[Problem to work on]
Pull every line with "push" from the data.

(Stored data)
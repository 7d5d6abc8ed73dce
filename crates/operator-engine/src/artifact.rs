//! Derived artifacts and their side channels
//!
//! An [`Artifact`] is the value an operator produces: an opaque payload
//! (usually a mesh) stamped with a shape timestamp, plus a typed metadata
//! map used for out-of-band results such as "this result is partial" or
//! "here is the discarded half".
//!
//! Shape timestamps come from one process-wide counter, so two artifacts
//! with different geometry never share a stamp and downstream caches can
//! key on the stamp alone.

use std::any::Any;
use std::collections::HashMap;
use std::fmt;
use std::sync::atomic::{AtomicU64, Ordering};
use std::sync::Arc;

use parking_lot::Mutex;
use serde::{Deserialize, Serialize};

static NEXT_SHAPE_TIMESTAMP: AtomicU64 = AtomicU64::new(1);

fn next_shape_timestamp() -> u64 {
    NEXT_SHAPE_TIMESTAMP.fetch_add(1, Ordering::Relaxed)
}

/// Bound for anything an operator chain can carry
pub trait Payload: Clone + Send + Sync + 'static {}

impl<T: Clone + Send + Sync + 'static> Payload for T {}

/// Well-known metadata keys
pub mod keys {
    /// Derivation stopped early and the result covers only part of the input
    pub const IS_PARTIAL: &str = "is_partial";
    /// Complementary piece produced alongside the result (e.g. the far side of a cut)
    pub const OTHER_SIDE: &str = "other_side";
    /// Per-element source index, used to split merged results
    pub const SOURCE_INDEX: &str = "source_index";
}

/// Typed string-keyed side channel attached to an artifact
#[derive(Default)]
pub struct Metadata {
    entries: HashMap<String, Box<dyn Any + Send + Sync>>,
}

impl Metadata {
    pub fn new() -> Self {
        Self::default()
    }

    /// Insert a value, replacing any previous value under the same key
    pub fn insert<V: Any + Send + Sync>(&mut self, key: impl Into<String>, value: V) {
        self.entries.insert(key.into(), Box::new(value));
    }

    /// Borrow a value if present and of type `V`
    pub fn get<V: Any>(&self, key: &str) -> Option<&V> {
        self.entries.get(key)?.downcast_ref::<V>()
    }

    /// Move a value of type `V` out of the map
    ///
    /// An entry of a different type is left in place.
    pub fn take<V: Any>(&mut self, key: &str) -> Option<V> {
        let entry = self.entries.remove(key)?;
        match entry.downcast::<V>() {
            Ok(value) => Some(*value),
            Err(entry) => {
                self.entries.insert(key.to_string(), entry);
                None
            }
        }
    }

    /// Remove an entry regardless of its type
    pub fn remove(&mut self, key: &str) -> bool {
        self.entries.remove(key).is_some()
    }

    pub fn contains(&self, key: &str) -> bool {
        self.entries.contains_key(key)
    }

    pub fn keys(&self) -> impl Iterator<Item = &str> {
        self.entries.keys().map(String::as_str)
    }

    pub fn len(&self) -> usize {
        self.entries.len()
    }

    pub fn is_empty(&self) -> bool {
        self.entries.is_empty()
    }
}

impl fmt::Debug for Metadata {
    fn fmt(&self, f: &mut fmt::Formatter<'_>) -> fmt::Result {
        let mut keys: Vec<&str> = self.keys().collect();
        keys.sort_unstable();
        f.debug_struct("Metadata").field("keys", &keys).finish()
    }
}

/// Annotation carried by a failure artifact
#[derive(Debug, Clone, PartialEq, Eq, Serialize, Deserialize)]
#[serde(rename_all = "camelCase")]
pub struct FailureInfo {
    /// Operator whose derivation failed
    pub operator: String,
    /// Failure message
    pub message: String,
}

/// A derived value plus its shape timestamp and side channels
#[derive(Debug)]
pub struct Artifact<T> {
    payload: T,
    shape_timestamp: u64,
    metadata: Metadata,
    failure: Option<FailureInfo>,
}

impl<T> Artifact<T> {
    /// Wrap a payload, stamping it with a fresh shape timestamp
    pub fn new(payload: T) -> Self {
        Self {
            payload,
            shape_timestamp: next_shape_timestamp(),
            metadata: Metadata::new(),
            failure: None,
        }
    }

    /// Attach a metadata entry (builder style)
    pub fn with_metadata<V: Any + Send + Sync>(mut self, key: impl Into<String>, value: V) -> Self {
        self.metadata.insert(key, value);
        self
    }

    pub fn payload(&self) -> &T {
        &self.payload
    }

    /// Mutable access to the payload; bumps the shape timestamp
    pub fn payload_mut(&mut self) -> &mut T {
        self.shape_timestamp = next_shape_timestamp();
        &mut self.payload
    }

    /// Transform the payload, keeping metadata and bumping the timestamp
    pub fn map_payload<U>(self, f: impl FnOnce(T) -> U) -> Artifact<U> {
        Artifact {
            payload: f(self.payload),
            shape_timestamp: next_shape_timestamp(),
            metadata: self.metadata,
            failure: self.failure,
        }
    }

    pub fn into_payload(self) -> T {
        self.payload
    }

    /// Split into payload and metadata
    pub fn into_parts(self) -> (T, Metadata) {
        (self.payload, self.metadata)
    }

    pub fn shape_timestamp(&self) -> u64 {
        self.shape_timestamp
    }

    pub fn metadata(&self) -> &Metadata {
        &self.metadata
    }

    pub fn metadata_mut(&mut self) -> &mut Metadata {
        &mut self.metadata
    }

    /// True if the result is partial (see [`keys::IS_PARTIAL`])
    pub fn is_partial(&self) -> bool {
        self.metadata.contains(keys::IS_PARTIAL)
    }

    /// True if this artifact stands in for a failed derivation
    pub fn is_failure(&self) -> bool {
        self.failure.is_some()
    }

    pub fn failure(&self) -> Option<&FailureInfo> {
        self.failure.as_ref()
    }
}

impl<T: Clone> Artifact<T> {
    /// Copy of this artifact's payload annotated as a failure
    ///
    /// Keeps the shape timestamp since the geometry is unchanged; metadata
    /// is not carried over.
    pub(crate) fn failure_copy(&self, failure: FailureInfo) -> Self {
        Self {
            payload: self.payload.clone(),
            shape_timestamp: self.shape_timestamp,
            metadata: Metadata::new(),
            failure: Some(failure),
        }
    }

    /// Deep copy with a fresh timestamp and no metadata
    pub fn duplicate(&self) -> Self {
        Self::new(self.payload.clone())
    }
}

/// Value derived from an artifact, rebuilt only when its shape changes
///
/// Typical use is a spatial index held by a derivation across runs.
pub struct ShapeCache<V> {
    slot: Mutex<Option<(u64, Arc<V>)>>,
}

impl<V> Default for ShapeCache<V> {
    fn default() -> Self {
        Self {
            slot: Mutex::new(None),
        }
    }
}

impl<V> ShapeCache<V> {
    pub fn new() -> Self {
        Self::default()
    }

    /// Return the cached value for this artifact's shape, building it if needed
    pub fn get_or_build<T>(&self, artifact: &Artifact<T>, build: impl FnOnce(&T) -> V) -> Arc<V> {
        let stamp = artifact.shape_timestamp();
        let mut slot = self.slot.lock();
        if let Some((cached_stamp, value)) = slot.as_ref() {
            if *cached_stamp == stamp {
                return Arc::clone(value);
            }
        }
        let value = Arc::new(build(artifact.payload()));
        *slot = Some((stamp, Arc::clone(&value)));
        value
    }

    /// Shape timestamp the cached value was built for
    pub fn stamp(&self) -> Option<u64> {
        self.slot.lock().as_ref().map(|(stamp, _)| *stamp)
    }

    pub fn clear(&self) {
        *self.slot.lock() = None;
    }
}
//! Fluent builders for operators and linear chains
//!
//! # Example
//!
//! ```ignore
//! let source = Operator::constant("input", Artifact::new(mesh));
//! let chain = ChainBuilder::new(source)
//!     .then(
//!         OperatorBuilder::new("supports", generate_supports)
//!             .param(ParamSpec::float("overhang_angle", 30.0).with_range(0.0, 90.0)),
//!     )
//!     .then(OperatorBuilder::new("reduce", reduce).param(ParamSpec::float("edge_length", 2.4)))
//!     .build()?;
//! let scheduler = ComputeScheduler::new(chain.terminal().clone());
//! ```

use crate::artifact::Payload;
use crate::config::EngineConfig;
use crate::error::Result;
use crate::operator::{DeriveContext, DeriveResult, Derivation, Operator};
use crate::params::{ParamSet, ParamSpec, ParamValue};

/// Fluent builder for a single operator
pub struct OperatorBuilder<T: Payload> {
    label: String,
    derivation: Box<dyn Derivation<T>>,
    params: Vec<ParamSpec>,
    values: Vec<(String, ParamValue)>,
    inputs: Vec<Operator<T>>,
    config: Option<EngineConfig>,
}

impl<T: Payload> OperatorBuilder<T> {
    /// Start a builder from a derivation closure
    pub fn new<F>(label: impl Into<String>, derive: F) -> Self
    where
        F: Fn(&DeriveContext<'_, T>) -> DeriveResult<T> + Send + Sync + 'static,
    {
        Self::from_derivation(label, derive)
    }

    /// Start a builder from any [`Derivation`] implementation
    pub fn from_derivation(label: impl Into<String>, derivation: impl Derivation<T>) -> Self {
        Self {
            label: label.into(),
            derivation: Box::new(derivation),
            params: Vec::new(),
            values: Vec::new(),
            inputs: Vec::new(),
            config: None,
        }
    }

    /// Declare a parameter
    pub fn param(mut self, spec: ParamSpec) -> Self {
        self.params.push(spec);
        self
    }

    /// Set an initial value for a declared parameter
    pub fn value(mut self, name: impl Into<String>, value: impl Into<ParamValue>) -> Self {
        self.values.push((name.into(), value.into()));
        self
    }

    /// Append an input operator
    pub fn input(mut self, input: &Operator<T>) -> Self {
        self.inputs.push(input.clone());
        self
    }

    /// Append several input operators
    pub fn inputs<'a>(mut self, inputs: impl IntoIterator<Item = &'a Operator<T>>) -> Self {
        self.inputs.extend(inputs.into_iter().cloned());
        self
    }

    pub fn config(mut self, config: &EngineConfig) -> Self {
        self.config = Some(config.clone());
        self
    }

    /// Build the operator, declaring parameters and wiring inputs
    pub fn build(self) -> Result<Operator<T>> {
        let mut params = ParamSet::new();
        for spec in self.params {
            params.declare(spec)?;
        }
        for (name, value) in self.values {
            params.set(&name, value)?;
        }

        let config = self.config.unwrap_or_default();
        let operator = Operator::with_derivation(self.label, self.derivation, params, &config);
        if !self.inputs.is_empty() {
            operator.set_upstream(self.inputs)?;
        }
        Ok(operator)
    }
}

/// A linear chain of operators, source first
#[derive(Debug, Clone)]
pub struct Chain<T: Payload> {
    operators: Vec<Operator<T>>,
}

impl<T: Payload> Chain<T> {
    pub fn source(&self) -> &Operator<T> {
        &self.operators[0]
    }

    /// The operator whose output is the chain's result
    pub fn terminal(&self) -> &Operator<T> {
        &self.operators[self.operators.len() - 1]
    }

    pub fn get(&self, index: usize) -> Option<&Operator<T>> {
        self.operators.get(index)
    }

    /// First operator with the given label
    pub fn find(&self, label: &str) -> Option<&Operator<T>> {
        self.operators.iter().find(|op| op.id().label() == label)
    }

    pub fn operators(&self) -> &[Operator<T>] {
        &self.operators
    }

    pub fn len(&self) -> usize {
        self.operators.len()
    }

    pub fn is_empty(&self) -> bool {
        self.operators.is_empty()
    }
}

/// Builds a linear chain where each stage takes the previous one as input
pub struct ChainBuilder<T: Payload> {
    source: Operator<T>,
    stages: Vec<OperatorBuilder<T>>,
    config: Option<EngineConfig>,
}

impl<T: Payload> ChainBuilder<T> {
    pub fn new(source: Operator<T>) -> Self {
        Self {
            source,
            stages: Vec::new(),
            config: None,
        }
    }

    /// Apply this config to every stage that does not set its own
    pub fn config(mut self, config: &EngineConfig) -> Self {
        self.config = Some(config.clone());
        self
    }

    /// Append a stage fed by the previous one
    pub fn then(mut self, stage: OperatorBuilder<T>) -> Self {
        self.stages.push(stage);
        self
    }

    pub fn build(self) -> Result<Chain<T>> {
        let mut operators = vec![self.source];
        for mut stage in self.stages {
            if stage.config.is_none() {
                stage.config = self.config.clone();
            }
            let previous = &operators[operators.len() - 1];
            let operator = stage.input(previous).build()?;
            operators.push(operator);
        }
        Ok(Chain { operators })
    }
}

#[cfg(test)]
mod tests {
    use super::*;
    use crate::artifact::Artifact;
    use crate::error::{EngineError, ParamError};

    fn scale(ctx: &DeriveContext<'_, f64>) -> DeriveResult<f64> {
        let factor = ctx.params().float("factor").unwrap_or(1.0);
        let input = ctx.input(0).ok_or("missing input")?;
        Ok(Some(Artifact::new(input.payload() * factor)))
    }

    #[test]
    fn test_chain_wires_stages_in_order() {
        let chain = ChainBuilder::new(Operator::constant("input", Artifact::new(2.0)))
            .then(
                OperatorBuilder::new("double", scale)
                    .param(ParamSpec::float("factor", 1.0))
                    .value("factor", 2.0),
            )
            .then(OperatorBuilder::new("triple", scale).param(ParamSpec::float("factor", 3.0)))
            .build()
            .unwrap();

        assert_eq!(chain.len(), 3);
        assert!(chain.get(1).unwrap().upstream()[0].ptr_eq(chain.source()));
        assert!(chain.terminal().upstream()[0].ptr_eq(chain.find("double").unwrap()));
        assert_eq!(*chain.terminal().get_artifact().unwrap().payload(), 12.0);
    }

    #[test]
    fn test_build_rejects_bad_initial_value() {
        let err = OperatorBuilder::new("double", scale)
            .param(ParamSpec::float("factor", 1.0).with_range(0.0, 4.0).strict())
            .value("factor", 10.0)
            .build()
            .unwrap_err();
        assert!(matches!(
            err,
            EngineError::Param(ParamError::OutOfRange { .. })
        ));
    }

    #[test]
    fn test_chain_config_applies_epsilon() {
        let config = EngineConfig::default().with_float_epsilon(0.5);
        let chain = ChainBuilder::new(Operator::constant("input", Artifact::new(1.0)))
            .config(&config)
            .then(OperatorBuilder::new("scale", scale).param(ParamSpec::float("factor", 1.0)))
            .build()
            .unwrap();

        let op = chain.terminal();
        assert!(!op.set_parameter("factor", 1.25).unwrap());
        assert!(op.set_parameter("factor", 2.0).unwrap());
    }
}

[Reply to the exercise]
        self.params.push(spec);
        self.values.push((name.into(), value.into()));
        self.inputs.push(input.clone());
        self.stages.push(stage);
            operators.push(operator);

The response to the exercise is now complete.